Sovereign Wealth Intelligence Briefing
Monday, 29th June 2026
Sovereign Wealth Intelligence Briefing
Monday, 29th June 2026
Saudi Sovereign Wealth Pivots Inward; 80% of Capital Stays Home.
The Public Investment Fund (PIF) has formally approved its 2026-2030 strategy, directing 80% of capital into domestic investment, up from a peak foreign allocation of 30%. Governor Yasir Al-Rumayyan frames it bluntly: the Kingdom becomes “a centre of global economic activity” clearly tilting the scales in favour of Strategic Development rather than Fiscal Stabilisation. Six domestic ecosystems take the capital: tourism and entertainment, urban development, advanced manufacturing, industrials and logistics, clean energy infrastructure and of course, Neom. Foreign deals do not disappear but the outbound-dealmaking from 2018 to 2024 is over.
The GCC Turns Inward. Bahrain stands to Benefit in the Short Term.
Nada Al Saeed, the Bahrain Economic Development Board’s Chief of Strategy recently called for cross border investment in GCC, driven by the region’s SWFs [link]. Her thesis states that sovereign funds are pivoting from global diversification to home-market and regional deployment, treating capital as a stabiliser against tariff shocks and fragmentation risk. PIF has now committed. Its Saudi-Bahraini Investment Company has opened a Manama office and is targeting up to $5 billion across Bahraini sectors, backed by a fresh MOU with Mumtalakat to deepen the relationship. Riyadh’s new PIF strategy is doubling-down at home - the question is whether its institutional presence inside a neighbouring GCC state is considered domestic investment. Bahrain is the small case study for the bigger thesis: will the GCC develop into a cross-border bloc? Difficult to envisage with varying stances on regional geopolitical challenges.
SWFs Go From Allocators to Acquirers; Deployment Keeps Climbing.
Sovereign-backed M&A hit ~$200 billion in 2025, a 198% jump on 2024, with the TMT sector accounting for $126 billion alone, up 467%. This week’s deal sheet shows the pace has not slowed into 2026. The AI Infrastructure Partnership, backed by Temasek, BlackRock’s GIP and Abu Dhabi’s MGX, closed its $40 billion purchase of Aligned Data Centers, the largest data-centre transaction on record. ADIA and Mubadala jointly committed roughly $2 billion to EQT’s £9.3 billion take-private of Intertek. PIF, L’IMAD and QIA are structuring close to $24 billion in equity into the Paramount Skydance takeover of Warner Bros. Discovery. Gulf funds alone sustained a $25 billion-per-quarter investment pace through the Iran conflict, untouched by the geopolitical noise around them. Capital that used to sit passively in listed equities now leads consortiums, picks boards and sets terms.

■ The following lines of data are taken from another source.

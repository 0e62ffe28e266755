//! `GET /resume`: redirect to the configured resume file, or render the
//! timeline and skills.

use axum::{
  extract::State,
  http::{HeaderValue, StatusCode, header},
  response::{Html, IntoResponse, Response},
};
use folio_core::{
  content::ResumeContent,
  settings::{find_setting, keys},
  store::PortfolioStore,
};

use crate::{AppState, error::Error, render};

pub async fn handler<S>(State(state): State<AppState<S>>) -> Result<Response, Error>
where
  S: PortfolioStore + 'static,
{
  let store = state.store.as_ref();
  if let Some(url) = find_setting(store, keys::RESUME_URL)
    .await
    .map_err(Error::store)?
  {
    match HeaderValue::try_from(url.trim()) {
      Ok(location) => {
        return Ok((StatusCode::SEE_OTHER, [(header::LOCATION, location)]).into_response());
      }
      Err(_) => tracing::warn!(url = %url, "resume_url is not a valid Location header; ignoring it"),
    }
  }

  let content = ResumeContent::load(store).await.map_err(Error::store)?;
  Ok(Html(render::resume(&content)).into_response())
}
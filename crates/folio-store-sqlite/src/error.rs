//! Error type for `folio-store-sqlite`.

use thiserror::Error;

#[derive(Debug, Error)]
pub enum Error {
  #[error("core error: {0}")]
  Core(#[from] folio_core::Error),

  #[error("database error: {0}")]
  Database(#[from] tokio_rusqlite::Error),

  #[error("date/time parse error: {0}")]
  DateParse(String),

  /// A stored value that does not map onto the domain type.
  #[error("cannot decode column {column}: {value:?}")]
  Decode { column: &'static str, value: String },
}

pub type Result<T, E = Error> = std::result::Result<T, E>;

Gulf and Asian Funds Keep Funding the AI Buildout Regardless of Headlines.
The capital keeps moving toward AI infrastructure no matter what else dominates the geopolitical news cycle. GIC and Temasek anchored Anthropic’s $65 billion Series H at a ~$965 billion valuation, while Kuwait’s KIA became the first non-founder financial anchor in the Microsoft and BlackRock-backed AI Infrastructure Partnership. Mubadala and QIA have also moved into health-tech, backing WHOOP, evidence that Gulf capital is hunting AI exposure well beyond the obvious frontier labs. Sustained oil softness near $69-74/bbl tightens fiscal headroom for hydrocarbon-funded sovereigns, yet deal pace has not slowed. AI capex funding will continue to weather media storms if it remains a structural allocation for sovereign capital.
Other News & Key Deals
• NBIM: Agreed to acquire a 33.3% interest in a North American renewable energy portfolio alongside Brookfield and BCI.
• Mubadala: Acquired a $200 million stake in Greenlink, the UK-Ireland subsea power interconnector, from Equitix.
• ADIA: A wholly owned subsidiary took a significant minority stake in Sapiens, the insurance technology firm.
• QIA and ORIX: Launched OQCI Fund LP, a Japan-only buyout vehicle targeting ~$2.5 billion.